## **Machine Learning - WNBA Playoffs Prediction**
This notebook will focus on the undestanding of the data. We will be using SQLite to store the data due to its scalability & the fact that it's a relational schema.

https://docs.python.org/3/library/sqlite3.html

Import sqlite3 and connect to database file

### **Imports**

In [1]:
import pandas as pd
import matplotlib.pyplot as plt
import sqlite3
import seaborn as sns
import feature_selection as fs
from sklearn.model_selection import train_test_split
from sklearn.tree import DecisionTreeClassifier
from sklearn.metrics import accuracy_score
from sklearn.preprocessing import LabelEncoder
from sklearn.preprocessing import StandardScaler
from sklearn.ensemble import RandomForestClassifier, GradientBoostingClassifier
from sklearn.linear_model import LogisticRegression
from sklearn.model_selection import GridSearchCV, train_test_split
from sklearn.svm import SVC
import prep_utils as pu
import numpy as np
from sklearn.model_selection import train_test_split
from sklearn.tree import DecisionTreeClassifier
from sklearn.metrics import accuracy_score, roc_auc_score
from sklearn.preprocessing import LabelEncoder
from sklearn.preprocessing import StandardScaler
from sklearn.ensemble import RandomForestClassifier, GradientBoostingClassifier
from sklearn.linear_model import LogisticRegression
from sklearn.svm import SVC
from sklearn.model_selection import cross_val_score
from sklearn.model_selection import GridSearchCV
from sklearn.naive_bayes import MultinomialNB
from sklearn.neighbors import KNeighborsClassifier
from sklearn.preprocessing import MinMaxScaler
from scipy.stats import pointbiserialr
from sklearn.feature_selection import RFE

PAST_YEARS = 1
TEST_YEAR = 10
KAGGLE_TEST_YEAR = 11

### **Database Connection Setup**
In this phase we will be creating the database and the tables that will be used to store the data.

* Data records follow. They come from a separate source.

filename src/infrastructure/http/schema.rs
// SPDX-License-Identifier: MPL-2.0
//! Response schema of the analyze-image endpoint.
//!
//! The body is decoded into a typed struct (unknown fields are ignored) and
//! then checked before it is allowed to become an [`ImageAnalysis`].

use crate::application::port::AnalyzeError;
use crate::domain::gallery::ImageAnalysis;
use serde::Deserialize;

/// Raw JSON body: `{ title, prompt, format, keywords: [string] }`.
#[derive(Debug, Deserialize)]
struct AnalysisResponse {
    title: String,
    prompt: String,
    format: String,
    keywords: Vec<String>,
}

impl AnalysisResponse {
    fn validate(self) -> Result<ImageAnalysis, AnalyzeError> {
        let title = self.title.trim().to_string();
        if title.is_empty() {
            return Err(AnalyzeError::InvalidResponse("title is empty".to_string()));
        }
        let keywords = self
            .keywords
            .into_iter()
            .map(|keyword| keyword.trim().to_string())
            .filter(|keyword| !keyword.is_empty())
            .collect();

        Ok(ImageAnalysis {
            title,
            prompt: self.prompt.trim().to_string(),
            format: self.format.trim().to_string(),
            keywords,
        })
    }
}

/// Decodes and validates a response body.
pub fn parse_analysis(body: &[u8]) -> Result<ImageAnalysis, AnalyzeError> {
    let response: AnalysisResponse = serde_json::from_slice(body)
        .map_err(|e| AnalyzeError::InvalidResponse(e.to_string()))?;
    response.validate()
}
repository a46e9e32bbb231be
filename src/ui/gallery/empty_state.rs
// SPDX-License-Identifier: MPL-2.0
//! Message shown in place of the grid when nothing is displayed.

use super::component::Message;
use crate::i18n::fluent::I18n;
use crate::ui::design_tokens::{palette, spacing, typography};
use iced::widget::{Column, Container, Text};
use iced::{alignment, Element, Length};

/// Which empty message applies.
#[derive(Debug, Clone, Copy, PartialEq, Eq)]
pub enum EmptyKind {
    /// Nothing has been analyzed yet.
    NoImages,
    /// The gallery has images but none match the query.
    NoMatches,
}

impl EmptyKind {
    /// `None` when there is something to show, or while loading.
    #[must_use]
    pub fn detect(gallery_len: usize, shown: usize, loading: bool) -> Option<Self> {
        if loading || shown > 0 {
            None
        } else if gallery_len == 0 {
            Some(EmptyKind::NoImages)
        } else {
            Some(EmptyKind::NoMatches)
        }
    }

    #[must_use]
    pub fn message_key(self) -> &'static str {
        match self {
            EmptyKind::NoImages => "empty-gallery",
            EmptyKind::NoMatches => "empty-search",
        }
    }
}

pub fn view(i18n: &I18n, kind: EmptyKind) -> Element<'_, Message> {
    let title = Text::new(i18n.tr("empty-title"))
        .size(typography::TITLE_MD)
        .color(palette::GRAY_400);

    let subtitle = Text::new(i18n.tr(kind.message_key()))
        .size(typography::BODY)
        .color(palette::GRAY_400);

    Container::new(
        Column::new()
            .spacing(spacing::SM)
            .align_x(alignment::Horizontal::Center)
            .push(title)
            .push(subtitle),
    )
    .width(Length::Fill)
    .padding(spacing::XL)
    .align_x(alignment::Horizontal::Center)
    .into()
}

#[cfg(test)]
mod tests {
    use super::*;

    #[test]
    fn empty_gallery_and_empty_search_are_distinguished() {
        assert_eq!(EmptyKind::detect(0, 0, false), Some(EmptyKind::NoImages));
        assert_eq!(EmptyKind::detect(3, 0, false), Some(EmptyKind::NoMatches));
        assert_eq!(EmptyKind::detect(3, 1, false), None);
    }

    #[test]
    fn nothing_is_shown_while_loading() {
        assert_eq!(EmptyKind::detect(0, 0, true), None);
        assert_eq!(EmptyKind::detect(2, 0, true), None);
    }
}
// SPDX-License-Identifier: MPL-2.0
//! Circular buffer for diagnostic event storage.
//!
//! When full, pushing evicts the oldest entry.

use std::collections::VecDeque;

pub use crate::domain::diagnostics::BufferCapacity;

/// A generic circular buffer with fixed capacity, oldest element first.
#[derive(Debug, Clone)]
pub struct CircularBuffer<T> {
    data: VecDeque<T>,
    capacity: usize,
}

impl<T> CircularBuffer<T> {
    #[must_use]
    pub fn new(capacity: BufferCapacity) -> Self {
        Self::with_raw_capacity(capacity.value())
    }

    /// Creates a buffer with an unchecked capacity (at least 1).
    #[must_use]
    pub fn with_raw_capacity(capacity: usize) -> Self {
        let capacity = capacity.max(1);
        Self {
            data: VecDeque::with_capacity(capacity),
            capacity,
        }
    }

    /// Pushes an element, evicting the oldest if at capacity.
    pub fn push(&mut self, item: T) {
        if self.data.len() >= self.capacity {
            self.data.pop_front();
        }
        self.data.push_back(item);
    }

    pub fn iter(&self) -> impl Iterator<Item = &T> {
        self.data.iter()
    }

    #[must_use]
    pub fn len(&self) -> usize {
        self.data.len()
    }

    #[must_use]
    pub fn is_empty(&self) -> bool {
        self.data.is_empty()
    }

    #[must_use]
    pub fn capacity(&self) -> usize {
        self.capacity
    }
}
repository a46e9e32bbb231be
// SPDX-License-Identifier: MPL-2.0
//! Port definitions (traits) for dependency inversion.
//!
//! - [`analyzer`]: Remote image analysis
//!
//! # Design Notes
//!
//! - Traits use domain types only (no Iced handles, no HTTP types)
//! - Traits are `Send + Sync` so implementations can be shared with tasks
//! - No `async fn`: methods return boxed futures that callers hand to Iced's `Task`

pub mod analyzer;

pub use analyzer::{AnalyzeError, AnalyzeFuture, Analyzer};
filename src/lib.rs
// SPDX-License-Identifier: MPL-2.0
//! `ai_gallery` is a desktop image gallery built with the Iced GUI framework.
//!
//! Images dropped on the window or picked from disk are sent to an analysis
//! service, and the returned title, prompt, format and keywords are shown in
//! a searchable grid. Localization uses Fluent, settings live in a TOML file.

#![doc(html_root_url = "https://docs.rs/ai_gallery/0.1.0")]

pub mod app;
pub mod application;
pub mod diagnostics;
pub mod domain;
pub mod error;
pub mod i18n;
pub mod infrastructure;
pub mod media;
pub mod ui;
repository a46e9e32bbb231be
// SPDX-License-Identifier: MPL-2.0
pub mod animated_spinner;

pub use animated_spinner::AnimatedSpinner;
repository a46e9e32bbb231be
// SPDX-License-Identifier: MPL-2.0
//! Integration tests to validate style and design token coherence.

#[cfg(test)]
mod tests {
    use ai_gallery::ui::design_tokens::{opacity, palette, sizing, spacing};
    use ai_gallery::ui::notifications::Severity;
    use ai_gallery::ui::styles::{button, container};
    use ai_gallery::ui::theming::ThemeMode;
    use iced::widget::button::Status;
    use iced::Theme;

    #[test]
    fn all_styles_are_callable() {
        let theme = Theme::Dark;

        let _ = button::primary(&theme, Status::Active);
        let _ = button::secondary(&theme, Status::Hovered);
        let _ = button::dismiss(palette::WHITE)(&theme, Status::Pressed);

        let _ = container::panel(&theme);
        let _ = container::card(&theme);
        let _ = container::error_banner(&theme);
    }

    #[test]
    fn active_drop_zone_is_highlighted() {
        let theme = Theme::Light;
        let idle = container::drop_zone(false)(&theme);
        let active = container::drop_zone(true)(&theme);
        assert_ne!(idle.border.color, active.border.color);
    }

    #[test]
    fn design_tokens_are_accessible() {
        let _ = palette::PRIMARY_500;
        let _ = spacing::MD;
        let _ = opacity::OVERLAY_STRONG;
        assert!(sizing::TOAST_WIDTH < sizing::MAX_CONTENT_WIDTH);
    }

    #[test]
    fn severities_use_distinct_accents() {
        let colors = [
            Severity::Success.color(),
            Severity::Info.color(),
            Severity::Warning.color(),
            Severity::Error.color(),
        ];
        for (i, a) in colors.iter().enumerate() {
            for b in &colors[i + 1..] {
                assert_ne!(a, b);
            }
        }
    }

    #[test]
    fn explicit_theme_modes_map_to_builtin_themes() {
        assert_eq!(ThemeMode::Light.theme(), Theme::Light);
        assert_eq!(ThemeMode::Dark.theme(), Theme::Dark);
    }
}
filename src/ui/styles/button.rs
// SPDX-License-Identifier: MPL-2.0
//! Centralized button styles.

use crate::ui::design_tokens::{
    opacity,
    palette::{self, WHITE},
    radius, shadow,
};
use iced::widget::button;
use iced::{Background, Border, Color, Theme};

fn disabled_style(is_light: bool) -> button::Style {
    button::Style {
        background: Some(Background::Color(if is_light {
            palette::GRAY_100
        } else {
            palette::GRAY_700
        })),
        text_color: palette::GRAY_400,
        border: Border {
            color: palette::GRAY_400,
            width: 1.0,
            radius: radius::SM.into(),
        },
        shadow: shadow::NONE,
        snap: true,
    }
}

/// Main action (Search).
pub fn primary(theme: &Theme, status: button::Status) -> button::Style {
    match status {
        button::Status::Active | button::Status::Pressed => button::Style {
            background: Some(Background::Color(palette::PRIMARY_500)),
            text_color: WHITE,
            border: Border {
                color: palette::PRIMARY_600,
                width: 1.0,
                radius: radius::SM.into(),
            },
            shadow: shadow::SM,
            snap: true,
        },
        button::Status::Hovered => button::Style {
            background: Some(Background::Color(palette::PRIMARY_400)),
            text_color: WHITE,
            border: Border {
                color: palette::PRIMARY_500,
                width: 1.0,
                radius: radius::SM.into(),
            },
            shadow: shadow::MD,
            snap: true,
        },
        button::Status::Disabled => disabled_style(matches!(theme, Theme::Light)),
    }
}

/// Secondary actions (Show All, Clear).
/// Adapts to light/dark theme.
pub fn secondary(theme: &Theme, status: button::Status) -> button::Style {
    let is_light = matches!(theme, Theme::Light);

    let (bg_color, text_color, border_color) = if is_light {
        (palette::GRAY_100, palette::GRAY_900, palette::GRAY_400)
    } else {
        (palette::GRAY_700, WHITE, palette::GRAY_400)
    };

    match status {
        button::Status::Active | button::Status::Pressed => button::Style {
            background: Some(Background::Color(bg_color)),
            text_color,
            border: Border {
                color: border_color,
                width: 1.0,
                radius: radius::SM.into(),
            },
            shadow: shadow::NONE,
            snap: true,
        },
        button::Status::Hovered => {
            let hover_bg = if is_light {
                palette::GRAY_200
            } else {
                Color::from_rgb(0.35, 0.35, 0.35)
            };
            button::Style {
                background: Some(Background::Color(hover_bg)),
                text_color,
                border: Border {
                    color: palette::PRIMARY_500,
                    width: 1.0,
                    radius: radius::SM.into(),
                },
                shadow: shadow::SM,
                snap: true,
            }
        }
        button::Status::Disabled => disabled_style(is_light),
    }
}

/// Borderless text button tinted with `color` (banner and toast dismiss).
pub fn dismiss(color: Color) -> impl Fn(&Theme, button::Status) -> button::Style {
    move |_theme: &Theme, status: button::Status| {
        let background = match status {
            button::Status::Hovered | button::Status::Pressed => Some(Background::Color(Color {
                a: opacity::OVERLAY_SUBTLE,
                ..color
            })),
            _ => None,
        };

        button::Style {
            background,
            text_color: color,
            border: Border {
                radius: radius::SM.into(),
                ..Default::default()
            },
            shadow: shadow::NONE,
            snap: true,
        }
    }
}

#[cfg(test)]
mod tests {
    use super::*;

    #[test]
    fn primary_button_uses_brand_colors() {
        let style = primary(&Theme::Dark, button::Status::Active);

        if let Some(Background::Color(bg)) = style.background {
            assert_eq!(bg, palette::PRIMARY_500);
        } else {
            panic!("Expected background color");
        }
    }

    #[test]
    fn disabled_buttons_are_grayed_out() {
        let primary_style = primary(&Theme::Light, button::Status::Disabled);
        let secondary_style = secondary(&Theme::Light, button::Status::Disabled);
        assert_eq!(primary_style.text_color, palette::GRAY_400);
        assert_eq!(primary_style.background, secondary_style.background);
    }

    #[test]
    fn dismiss_button_only_fills_on_hover() {
        let style_fn = dismiss(palette::ERROR_700);
        let normal = style_fn(&Theme::Light, button::Status::Active);
        let hover = style_fn(&Theme::Light, button::Status::Hovered);

        assert!(normal.background.is_none());
        assert!(hover.background.is_some());
        assert_eq!(normal.text_color, palette::ERROR_700);
    }
}
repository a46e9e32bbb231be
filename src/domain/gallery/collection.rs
// SPDX-License-Identifier: MPL-2.0
//! The append-only gallery and its filtered view.

use super::{ImageRecord, SearchQuery};

/// Ordered collection of analyzed images plus the currently displayed subset.
///
/// The filtered view is stored as ascending indices into `records`, so it is
/// always a subsequence of the gallery in the same relative order.
#[derive(Debug, Clone, Default)]
pub struct Gallery {
    records: Vec<ImageRecord>,
    view: Vec<usize>,
}

impl Gallery {
    #[must_use]
    pub fn new() -> Self {
        Self::default()
    }

    /// All records in insertion order.
    #[must_use]
    pub fn records(&self) -> &[ImageRecord] {
        &self.records
    }

    #[must_use]
    pub fn len(&self) -> usize {
        self.records.len()
    }

    #[must_use]
    pub fn is_empty(&self) -> bool {
        self.records.is_empty()
    }

    /// Appends records in order and resets the view to the whole gallery.
    ///
    /// Returns the number of records appended.
    pub fn append<I>(&mut self, records: I) -> usize
    where
        I: IntoIterator<Item = ImageRecord>,
    {
        let before = self.records.len();
        self.records.extend(records);
        self.show_all();
        self.records.len() - before
    }

    /// Recomputes the view from `query`.
    pub fn search(&mut self, query: &SearchQuery) {
        self.view = self
            .records
            .iter()
            .enumerate()
            .filter(|(_, record)| record.matches(query))
            .map(|(index, _)| index)
            .collect();
    }

    /// Resets the view to every record.
    pub fn show_all(&mut self) {
        self.view = (0..self.records.len()).collect();
    }

    /// Drops every record.
    pub fn reset(&mut self) {
        self.records.clear();
        self.view.clear();
    }

    /// Records in the current view, in gallery order.
    pub fn filtered(&self) -> impl Iterator<Item = &ImageRecord> {
        self.view.iter().filter_map(|&index| self.records.get(index))
    }

    #[must_use]
    pub fn filtered_len(&self) -> usize {
        self.view.len()
    }
}
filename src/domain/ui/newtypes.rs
// SPDX-License-Identifier: MPL-2.0
//! UI newtypes.
//!
//! This module provides type-safe wrappers for gallery layout values,
//! ensuring they are always within valid ranges.

// =============================================================================
// Grid Columns
// =============================================================================

/// Grid column bounds.
pub mod grid_columns_bounds {
    pub const MIN: usize = 1;
    pub const MAX: usize = 6;
    pub const DEFAULT: usize = 3;
}

/// Number of cards per gallery row, guaranteed to be within 1–6.
#[derive(Debug, Clone, Copy, PartialEq, Eq)]
pub struct GridColumns(usize);

impl GridColumns {
    /// Creates a column count, clamping the value to the valid range.
    #[must_use]
    pub fn new(columns: usize) -> Self {
        Self(columns.clamp(grid_columns_bounds::MIN, grid_columns_bounds::MAX))
    }

    #[must_use]
    pub fn value(self) -> usize {
        self.0
    }
}

impl Default for GridColumns {
    fn default() -> Self {
        Self(grid_columns_bounds::DEFAULT)
    }
}

// =============================================================================
// Keyword Preview
// =============================================================================

/// Keyword preview bounds.
pub mod keyword_preview_bounds {
    pub const MIN: usize = 1;
    pub const MAX: usize = 20;
    pub const DEFAULT: usize = 5;
}

/// How many keywords a gallery card lists before the ellipsis.
#[derive(Debug, Clone, Copy, PartialEq, Eq)]
pub struct KeywordPreview(usize);

impl KeywordPreview {
    /// Creates a preview length, clamping the value to the valid range.
    #[must_use]
    pub fn new(count: usize) -> Self {
        Self(count.clamp(keyword_preview_bounds::MIN, keyword_preview_bounds::MAX))
    }

    #[must_use]
    pub fn value(self) -> usize {
        self.0
    }
}

impl Default for KeywordPreview {
    fn default() -> Self {
        Self(keyword_preview_bounds::DEFAULT)
    }
}
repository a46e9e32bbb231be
// SPDX-License-Identifier: MPL-2.0
use ai_gallery::app::config::{self, Config};
use ai_gallery::application::port::{AnalyzeError, AnalyzeFuture, Analyzer};
use ai_gallery::application::{analyze_batch, BatchPolicy};
use ai_gallery::domain::gallery::ImageAnalysis;
use ai_gallery::i18n::fluent::I18n;
use ai_gallery::media::{select_images, ImageUpload};
use ai_gallery::ui::gallery::{BatchError, Effect, Message, State};
use std::path::PathBuf;
use tempfile::tempdir;

/// Describes each image by its file stem; `broken` stems are rejected.
struct StemAnalyzer;

impl Analyzer for StemAnalyzer {
    fn analyze(&self, upload: ImageUpload) -> AnalyzeFuture {
        let stem = upload
            .path()
            .file_stem()
            .map(|s| s.to_string_lossy().into_owned())
            .unwrap_or_default();
        Box::pin(async move {
            if stem == "broken" {
                return Err(AnalyzeError::Rejected { status: 502 });
            }
            let mut title = stem.clone();
            if let Some(first) = title.get_mut(0..1) {
                first.make_ascii_uppercase();
            }
            Ok(ImageAnalysis {
                title,
                prompt: format!("a photo of a {stem}"),
                format: "PNG".to_string(),
                keywords: vec![stem, "animal".to_string()],
            })
        })
    }
}

fn state_from(config: &Config) -> State {
    State::new(
        config.upload.batch_policy,
        config.gallery.grid_columns(),
        config.gallery.keyword_preview(),
    )
}

async fn upload(state: &mut State, names: &[&str]) {
    let intake = select_images(names.iter().map(PathBuf::from));
    state.begin_batch();
    let report = analyze_batch(&StemAnalyzer, intake.accepted).await;
    state.finish_batch(&report);
}

fn shown(state: &State) -> Vec<String> {
    state
        .gallery()
        .filtered()
        .map(|r| r.title().to_string())
        .collect()
}

#[test]
fn test_language_change_via_config() {
    let dir = tempdir().expect("Failed to create temporary directory");
    let path = dir.path().join("settings.toml");

    let mut settings = Config::default();
    settings.general.language = Some("en-US".to_string());
    config::save_to_path(&settings, &path).expect("Failed to write initial config file");
    let loaded = config::load_from_path(&path).expect("Failed to load initial config");
    let i18n_en = I18n::new(None, &loaded);
    assert_eq!(i18n_en.current_locale().to_string(), "en-US");

    settings.general.language = Some("fr".to_string());
    config::save_to_path(&settings, &path).expect("Failed to write french config file");
    let loaded = config::load_from_path(&path).expect("Failed to load french config");
    let i18n_fr = I18n::new(None, &loaded);
    assert_eq!(i18n_fr.current_locale().to_string(), "fr");
}

#[tokio::test]
async fn upload_search_and_show_all() {
    let mut state = state_from(&Config::default());

    upload(&mut state, &["cat.png", "notes.txt", "dog.jpg"]).await;
    assert_eq!(shown(&state), vec!["Cat", "Dog"]);

    let _ = state.handle_message(Message::QueryChanged("CAT".to_string()));
    let (effect, _) = state.handle_message(Message::Search);
    assert_eq!(
        effect,
        Effect::Searched {
            query_len: 3,
            matches: 1
        }
    );
    assert_eq!(shown(&state), vec!["Cat"]);

    // Keywords are searched too.
    let _ = state.handle_message(Message::QueryChanged("animal".to_string()));
    let _ = state.handle_message(Message::Search);
    assert_eq!(shown(&state), vec!["Cat", "Dog"]);

    let _ = state.handle_message(Message::ShowAll);
    assert_eq!(state.query(), "");
    assert_eq!(shown(&state), vec!["Cat", "Dog"]);
}

#[tokio::test]
async fn failed_batch_keeps_earlier_images() {
    let mut state = state_from(&Config::default());
    upload(&mut state, &["cat.png"]).await;

    upload(&mut state, &["dog.png", "broken.png"]).await;
    assert_eq!(shown(&state), vec!["Cat"]);
    assert_eq!(state.error(), Some(BatchError::Discarded));
    assert!(!state.is_loading());
}

#[tokio::test]
async fn keep_successes_policy_from_settings_file() {
    let dir = tempdir().expect("Failed to create temporary directory");
    let path = dir.path().join("settings.toml");
    std::fs::write(&path, "[upload]\nbatch_policy = \"keep-successes\"\n")
        .expect("Failed to write config file");
    let loaded = config::load_from_path(&path).expect("Failed to load config");
    assert_eq!(loaded.upload.batch_policy, BatchPolicy::KeepSuccesses);

    let mut state = state_from(&loaded);
    upload(&mut state, &["dog.png", "broken.png", "fox.png"]).await;
    assert_eq!(shown(&state), vec!["Dog", "Fox"]);
    assert_eq!(
        state.error(),
        Some(BatchError::Partial {
            failed: 1,
            total: 3
        })
    );
}
// SPDX-License-Identifier: MPL-2.0
//! Collection of files submitted by drag-and-drop, the file picker, or the CLI.
//!
//! The native window reports one `FileDropped` event per file, so a multi-file
//! drop arrives as a burst of events. [`DropCollector`] buffers the burst and
//! releases it as one batch once no further drop arrived for [`DROP_SETTLE`].

use super::{is_image_media_type, media_type_for_path};
use std::path::{Path, PathBuf};
use std::time::{Duration, Instant};

/// Quiet period after the last drop before the buffered files form a batch.
pub const DROP_SETTLE: Duration = Duration::from_millis(150);

/// An image file accepted for upload.
#[derive(Debug, Clone, PartialEq, Eq)]
pub struct ImageUpload {
    path: PathBuf,
    media_type: &'static str,
}

impl ImageUpload {
    /// Accepts the path if its media type is an image type.
    #[must_use]
    pub fn from_path(path: PathBuf) -> Option<Self> {
        let media_type = media_type_for_path(&path)?;
        if !is_image_media_type(media_type) {
            return None;
        }
        Some(Self { path, media_type })
    }

    #[must_use]
    pub fn path(&self) -> &Path {
        &self.path
    }

    #[must_use]
    pub fn media_type(&self) -> &'static str {
        self.media_type
    }

    /// File name sent alongside the multipart payload.
    #[must_use]
    pub fn file_name(&self) -> String {
        self.path
            .file_name()
            .map(|name| name.to_string_lossy().into_owned())
            .unwrap_or_else(|| "image".to_string())
    }
}

/// Result of filtering a submission down to its image files.
#[derive(Debug, Clone, Default, PartialEq, Eq)]
pub struct Intake {
    /// Accepted images, in submission order.
    pub accepted: Vec<ImageUpload>,
    /// Number of entries silently dropped (directories, non-image files).
    pub rejected: usize,
}

impl Intake {
    #[must_use]
    pub fn is_empty(&self) -> bool {
        self.accepted.is_empty()
    }
}

/// Filters submitted paths to image files, keeping submission order.
pub fn select_images<I>(paths: I) -> Intake
where
    I: IntoIterator<Item = PathBuf>,
{
    let mut intake = Intake::default();
    for path in paths {
        if path.is_dir() {
            intake.rejected += 1;
            continue;
        }
        match ImageUpload::from_path(path) {
            Some(upload) => intake.accepted.push(upload),
            None => intake.rejected += 1,
        }
    }
    intake
}

/// Buffers per-file drop events until the drop burst is over.
#[derive(Debug, Default)]
pub struct DropCollector {
    pending: Vec<PathBuf>,
    last_drop: Option<Instant>,
}

impl DropCollector {
    #[must_use]
    pub fn new() -> Self {
        Self::default()
    }

    /// Records one dropped path.
    pub fn push(&mut self, path: PathBuf, now: Instant) {
        self.pending.push(path);
        self.last_drop = Some(now);
    }

    #[must_use]
    pub fn is_empty(&self) -> bool {
        self.pending.is_empty()
    }

    #[must_use]
    pub fn len(&self) -> usize {
        self.pending.len()
    }

    /// Releases the buffered paths if the settle period has elapsed.
    pub fn take_if_settled(&mut self, now: Instant) -> Option<Vec<PathBuf>> {
        let last_drop = self.last_drop?;
        if now.saturating_duration_since(last_drop) < DROP_SETTLE {
            return None;
        }
        Some(self.take())
    }

    /// Releases the buffered paths unconditionally.
    pub fn take(&mut self) -> Vec<PathBuf> {
        self.last_drop = None;
        std::mem::take(&mut self.pending)
    }
}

We also added the competition data to the database.

In [2]:
db = sqlite3.connect("db/ac.db")
db_cur = db.cursor()

[df_awards, df_coaches, df_players_teams, df_players, df_series_post, df_teams_post, df_teams] = pu.db_to_pandas(db)

### **Data Preparation**

***Preparing Teams Dataframe***

+ Removed Irrelevant attributes (arena, etc…)
+ Replaced some features by its success rate; e.g made/attempted
+ Created Playoff Rank




In [3]:
# Transform all possible attributes into percentages. (Made / Attempted) & (Offensive & Defensive Rebound %)
df_new_teams = pu.prepare_teams(df_teams,df_teams_post,PAST_YEARS)

df_new_teams = fs.fs_teams(df_new_teams)

df_new_teams = pu.playoff_rank(df_new_teams,df_teams,PAST_YEARS)
df_team_results = df_new_teams[["year","tmID","confID","playoff","rank","team_playoffs_count","playoff_rank"]]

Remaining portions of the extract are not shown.